Returns { "observations": null } if no observations exist for the thread.

GET /v1/memory/threads/:threadId/observations/record

Get the full observational memory record for a thread, including metadata about the observation process.

Query parameters:

resourceId?:
string
Filter by resource ID.

Response:

{
  "record": {
    "id": "om_abc",
    "scope": "thread",
    "threadId": "thread_abc",
    "resourceId": "user_456",
    "createdAt": "2025-01-01T00:00:00.000Z",
    "updatedAt": "2025-01-01T00:00:00.000Z",
    "lastObservedAt": "2025-01-01T01:00:00.000Z",
    "originType": "observation",
    "generationCount": 3,
    "activeObservations": ["User prefers TypeScript"],
    "totalTokensObserved": 1500,
    "observationTokenCount": 200,
    "pendingMessageTokens": 0,
    "isReflecting": false,
    "isObserving": false,
    "isBufferingObservation": false,
    "isBufferingReflection": false
  }
}

Returns { "record": null } if no record exists.

GET /v1/memory/threads/:threadId/observations/history

Get the history of observational memory records for a thread.

Query parameters:

limit?:
integer
= 10
Maximum records to return.
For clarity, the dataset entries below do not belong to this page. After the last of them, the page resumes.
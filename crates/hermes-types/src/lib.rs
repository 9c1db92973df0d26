//! Shared types for the Hermes interpreter.
//!
//! This crate defines the AST node types, source spans, and the error
//! kinds shared by the lexer, parser, and evaluator.

mod error;
mod span;
pub mod ast;

pub use error::{Diagnostic, ErrorKind, SyntaxError};
pub use span::Span;

/// Result type used by the lexer and parser.
pub type Result<T> = std::result::Result<T, SyntaxError>;
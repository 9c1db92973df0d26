//! Token types for the Hermes lexer.
//!
//! [`TokenKind`] covers every lexeme of the language; literal and name
//! kinds carry their text. [`Token`] pairs a kind with a source [`Span`].

use hermes_types::Span;
use std::fmt;

/// Words the lexer turns into keyword tokens instead of identifiers.
pub const KEYWORDS: &[&str] = &["if", "else", "for", "func", "return", "var"];

// ─────────────────────────────────────────────────────────────────────
// Token
// ─────────────────────────────────────────────────────────────────────

#[derive(Debug, Clone, PartialEq)]
pub struct Token {
    pub kind: TokenKind,
    pub span: Span,
}

impl Token {
    pub fn new(kind: TokenKind, span: Span) -> Self {
        Self { kind, span }
    }

    /// The literal payload of the token, if its kind carries one.
    pub fn text(&self) -> Option<&str> {
        match &self.kind {
            TokenKind::Number(text)
            | TokenKind::Str(text)
            | TokenKind::Identifier(text)
            | TokenKind::ModuleHeader(text) => Some(text),
            _ => None,
        }
    }

    pub fn is_eof(&self) -> bool {
        self.kind == TokenKind::Eof
    }
}

// ─────────────────────────────────────────────────────────────────────
// TokenKind
// ─────────────────────────────────────────────────────────────────────

#[derive(Debug, Clone, PartialEq)]
pub enum TokenKind {
    // ── Literals & names ─────────────────────────────────────

    /// Run of digits and dots, kept verbatim: `42`, `3.14`, `.5`
    Number(String),
    /// `"text"`, without the quotes. No escape processing.
    Str(String),
    /// `name`, `_tmp`, or a dotted `module.function`
    Identifier(String),
    /// `!module["name"]`, carrying the module name
    ModuleHeader(String),

    // ── Keywords ─────────────────────────────────────────────

    /// `@import`
    Import,
    If,
    Else,
    For,
    Func,
    Return,
    Var,

    // ── Operators ────────────────────────────────────────────

    /// `=`
    Assign,
    /// `=>`
    Arrow,
    Plus,
    Minus,
    Star,
    Slash,
    Percent,
    /// `++`
    PlusPlus,
    /// `--`
    MinusMinus,
    Greater,
    Less,
    GreaterEq,
    LessEq,
    EqEq,
    BangEq,

    // ── Punctuation ──────────────────────────────────────────

    LParen,
    RParen,
    LBrace,
    RBrace,
    LBracket,
    RBracket,
    Comma,
    Semicolon,

    Eof,
}

impl TokenKind {
    /// Look up a keyword by its exact (case-sensitive) spelling.
    pub fn from_keyword(word: &str) -> Option<TokenKind> {
        Some(match word {
            "if" => TokenKind::If,
            "else" => TokenKind::Else,
            "for" => TokenKind::For,
            "func" => TokenKind::Func,
            "return" => TokenKind::Return,
            "var" => TokenKind::Var,
            _ => return None,
        })
    }

    /// Returns `true` for kinds that are the same token regardless of payload.
    pub fn same_kind(&self, other: &TokenKind) -> bool {
        std::mem::discriminant(self) == std::mem::discriminant(other)
    }
}

impl fmt::Display for TokenKind {
    fn fmt(&self, f: &mut fmt::Formatter<'_>) -> fmt::Result {
        let s = match self {
            TokenKind::Number(n) => return write!(f, "{n}"),
            TokenKind::Str(s) => return write!(f, "\"{s}\""),
            TokenKind::Identifier(name) => return write!(f, "{name}"),
            TokenKind::ModuleHeader(name) => return write!(f, "!module[\"{name}\"]"),
            TokenKind::Import => "@import",
            TokenKind::If => "if",
            TokenKind::Else => "else",
            TokenKind::For => "for",
            TokenKind::Func => "func",
            TokenKind::Return => "return",
            TokenKind::Var => "var",
            TokenKind::Assign => "=",
            TokenKind::Arrow => "=>",
            TokenKind::Plus => "+",
            TokenKind::Minus => "-",
            TokenKind::Star => "*",
            TokenKind::Slash => "/",
            TokenKind::Percent => "%",
            TokenKind::PlusPlus => "++",
            TokenKind::MinusMinus => "--",
            TokenKind::Greater => ">",
            TokenKind::Less => "<",
            TokenKind::GreaterEq => ">=",
            TokenKind::LessEq => "<=",
            TokenKind::EqEq => "==",
            TokenKind::BangEq => "!=",
            TokenKind::LParen => "(",
            TokenKind::RParen => ")",
            TokenKind::LBrace => "{",
            TokenKind::RBrace => "}",
            TokenKind::LBracket => "[",
            TokenKind::RBracket => "]",
            TokenKind::Comma => ",",
            TokenKind::Semicolon => ";",
            TokenKind::Eof => "end of input",
        };
        f.write_str(s)
    }
}
//! Core Hermes lexer: converts source text to tokens, one per call.
//!
//! Features:
//! - Whole-word keywords (`if`, `else`, `for`, `func`, `return`, `var`)
//! - `@import` directive and `!module["name"]` module header
//! - Dotted identifiers (`io.print`) lexed as a single token
//! - Two-character operators via one-character lookahead
//! - Single-line comments stripped (`//`)
//! - Fail-fast: the first malformed lexeme is returned as an error

use hermes_types::{Result, Span, SyntaxError};

use crate::token::{Token, TokenKind};

/// The Hermes lexer.
///
/// Holds nothing but the immutable source and a cursor; call
/// [`Lexer::next_token`] until it yields [`TokenKind::Eof`].
pub struct Lexer {
    /// Source text, decoded once so identifiers and strings may hold any character.
    chars: Vec<char>,
    /// Current index into `chars`.
    pos: usize,
    /// Current line number (1-based).
    line: u32,
    /// Current column number (1-based).
    col: u32,
}

impl Lexer {
    pub fn new(source: &str) -> Self {
        Self {
            chars: source.chars().collect(),
            pos: 0,
            line: 1,
            col: 1,
        }
    }

    /// Lex the remaining input into a token stream ending with `Eof`.
    pub fn tokenize(mut self) -> Result<Vec<Token>> {
        let mut tokens = Vec::new();
        loop {
            let token = self.next_token()?;
            let is_eof = token.is_eof();
            tokens.push(token);
            if is_eof {
                return Ok(tokens);
            }
        }
    }

    /// Scan and return the next token. Returns `Eof` forever once input is exhausted.
    pub fn next_token(&mut self) -> Result<Token> {
        self.skip_trivia();

        let start_line = self.line;
        let start_col = self.col;
        let Some(ch) = self.advance() else {
            return Ok(Token::new(TokenKind::Eof, self.current_span()));
        };

        let kind = match ch {
            '"' => self.scan_string(start_line, start_col)?,
            c if c.is_ascii_digit() || c == '.' => self.scan_number(c),
            c if c.is_alphabetic() || c == '_' => self.scan_identifier(c),
            '@' => self.scan_directive(start_line, start_col)?,

            '!' => {
                if self.eat('=') {
                    TokenKind::BangEq
                } else if self.looking_at("module") {
                    self.scan_module_header(start_line, start_col)?
                } else {
                    return Err(SyntaxError::lex(
                        "unexpected character '!'",
                        self.span_from(start_line, start_col),
                    ));
                }
            }

            '=' => {
                if self.eat('=') {
                    TokenKind::EqEq
                } else if self.eat('>') {
                    TokenKind::Arrow
                } else {
                    TokenKind::Assign
                }
            }
            '>' => {
                if self.eat('=') {
                    TokenKind::GreaterEq
                } else {
                    TokenKind::Greater
                }
            }
            '<' => {
                if self.eat('=') {
                    TokenKind::LessEq
                } else {
                    TokenKind::Less
                }
            }
            '+' => {
                if self.eat('+') {
                    TokenKind::PlusPlus
                } else {
                    TokenKind::Plus
                }
            }
            '-' => {
                if self.eat('-') {
                    TokenKind::MinusMinus
                } else {
                    TokenKind::Minus
                }
            }

            '*' => TokenKind::Star,
            '/' => TokenKind::Slash,
            '%' => TokenKind::Percent,
            '(' => TokenKind::LParen,
            ')' => TokenKind::RParen,
            '{' => TokenKind::LBrace,
            '}' => TokenKind::RBrace,
            '[' => TokenKind::LBracket,
            ']' => TokenKind::RBracket,
            ',' => TokenKind::Comma,
            ';' => TokenKind::Semicolon,

            other => {
                return Err(SyntaxError::lex(
                    format!("unexpected character '{other}'"),
                    self.span_from(start_line, start_col),
                ));
            }
        };

        Ok(Token::new(kind, self.span_from(start_line, start_col)))
    }

    // ─────────────────────────────────────────────────────────────
    // Character-level helpers
    // ─────────────────────────────────────────────────────────────

    fn peek(&self) -> Option<char> {
        self.chars.get(self.pos).copied()
    }

    fn advance(&mut self) -> Option<char> {
        let ch = self.peek()?;
        self.pos += 1;
        if ch == '\n' {
            self.line += 1;
            self.col = 1;
        } else {
            self.col += 1;
        }
        Some(ch)
    }

    /// Consume `expected` if it is the next character.
    fn eat(&mut self, expected: char) -> bool {
        if self.peek() == Some(expected) {
            self.advance();
            true
        } else {
            false
        }
    }

    /// Check whether the upcoming characters spell `word`, without consuming them.
    fn looking_at(&self, word: &str) -> bool {
        word.chars()
            .enumerate()
            .all(|(i, c)| self.chars.get(self.pos + i) == Some(&c))
    }

    fn read_while(&mut self, mut pred: impl FnMut(char) -> bool) -> String {
        let mut buf = String::new();
        while let Some(ch) = self.peek() {
            if !pred(ch) {
                break;
            }
            buf.push(ch);
            self.advance();
        }
        buf
    }

    fn current_span(&self) -> Span {
        Span::point(self.line, self.col)
    }

    fn span_from(&self, start_line: u32, start_col: u32) -> Span {
        Span::new(
            start_line,
            start_col,
            self.line,
            self.col.saturating_sub(1).max(1),
        )
    }

    // ─────────────────────────────────────────────────────────────
    // Whitespace & comments
    // ─────────────────────────────────────────────────────────────

    fn skip_whitespace(&mut self) {
        self.read_while(char::is_whitespace);
    }

    fn skip_trivia(&mut self) {
        loop {
            self.skip_whitespace();
            if self.looking_at("//") {
                self.read_while(|c| c != '\n');
            } else {
                return;
            }
        }
    }

    // ─────────────────────────────────────────────────────────────
    // Literals & names
    // ─────────────────────────────────────────────────────────────

    /// Digits and dots, in any order. Validation is the evaluator's job.
    fn scan_number(&mut self, first: char) -> TokenKind {
        let mut text = String::from(first);
        text.push_str(&self.read_while(|c| c.is_ascii_digit() || c == '.'));
        TokenKind::Number(text)
    }

    fn scan_identifier(&mut self, first: char) -> TokenKind {
        let mut text = String::from(first);
        text.push_str(&self.read_while(|c| c.is_alphanumeric() || c == '_' || c == '.'));
        TokenKind::from_keyword(&text).unwrap_or(TokenKind::Identifier(text))
    }

    fn scan_string(&mut self, start_line: u32, start_col: u32) -> Result<TokenKind> {
        let text = self.read_while(|c| c != '"');
        if !self.eat('"') {
            return Err(SyntaxError::lex(
                "unterminated string literal",
                self.span_from(start_line, start_col),
            ));
        }
        Ok(TokenKind::Str(text))
    }

    // ─────────────────────────────────────────────────────────────
    // Directives
    // ─────────────────────────────────────────────────────────────

    /// `@import`, the only directive.
    fn scan_directive(&mut self, start_line: u32, start_col: u32) -> Result<TokenKind> {
        let word = self.read_while(char::is_alphabetic);
        if word == "import" {
            Ok(TokenKind::Import)
        } else {
            Err(SyntaxError::lex(
                format!("unknown directive '@{word}'"),
                self.span_from(start_line, start_col),
            ))
        }
    }

    /// `!module["name"]`, scanned after the `!`. Whitespace may separate the parts.
    fn scan_module_header(&mut self, start_line: u32, start_col: u32) -> Result<TokenKind> {
        for _ in "module".chars() {
            self.advance();
        }

        self.expect_header_char('[', "expected '[' after !module", start_line, start_col)?;
        self.expect_header_char('"', "expected '\"' before the module name", start_line, start_col)?;
        let name = self.read_while(|c| c != '"');
        if !self.eat('"') {
            return Err(SyntaxError::lex(
                "missing closing '\"' after the module name",
                self.span_from(start_line, start_col),
            ));
        }
        self.expect_header_char(']', "expected ']' after the module name", start_line, start_col)?;

        Ok(TokenKind::ModuleHeader(name))
    }

    fn expect_header_char(
        &mut self,
        expected: char,
        message: &str,
        start_line: u32,
        start_col: u32,
    ) -> Result<()> {
        self.skip_whitespace();
        if self.eat(expected) {
            Ok(())
        } else {
            Err(SyntaxError::lex(message, self.span_from(start_line, start_col)))
        }
    }
}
Max: 200.
resourceId?:
string
Filter by resource ID.

Response:

{
  "records": [
    {
      "id": "om_abc",
      "scope": "thread",
      "threadId": "thread_abc",
      "resourceId": "user_456",
      "createdAt": "2025-01-01T00:00:00.000Z",
      "updatedAt": "2025-01-01T00:00:00.000Z",
      "lastObservedAt": "2025-01-01T01:00:00.000Z",
      "originType": "reflection",
      "generationCount": 5,
      "activeObservations": ["User prefers TypeScript", "User is building a chat app"],
      "totalTokensObserved": 3000,
      "observationTokenCount": 400,
      "pendingMessageTokens": 0,
      "isReflecting": false,
      "isObserving": false,
      "isBufferingObservation": false,
      "isBufferingReflection": false
    }
  ]
}

Errors: 404 if the thread does not exist.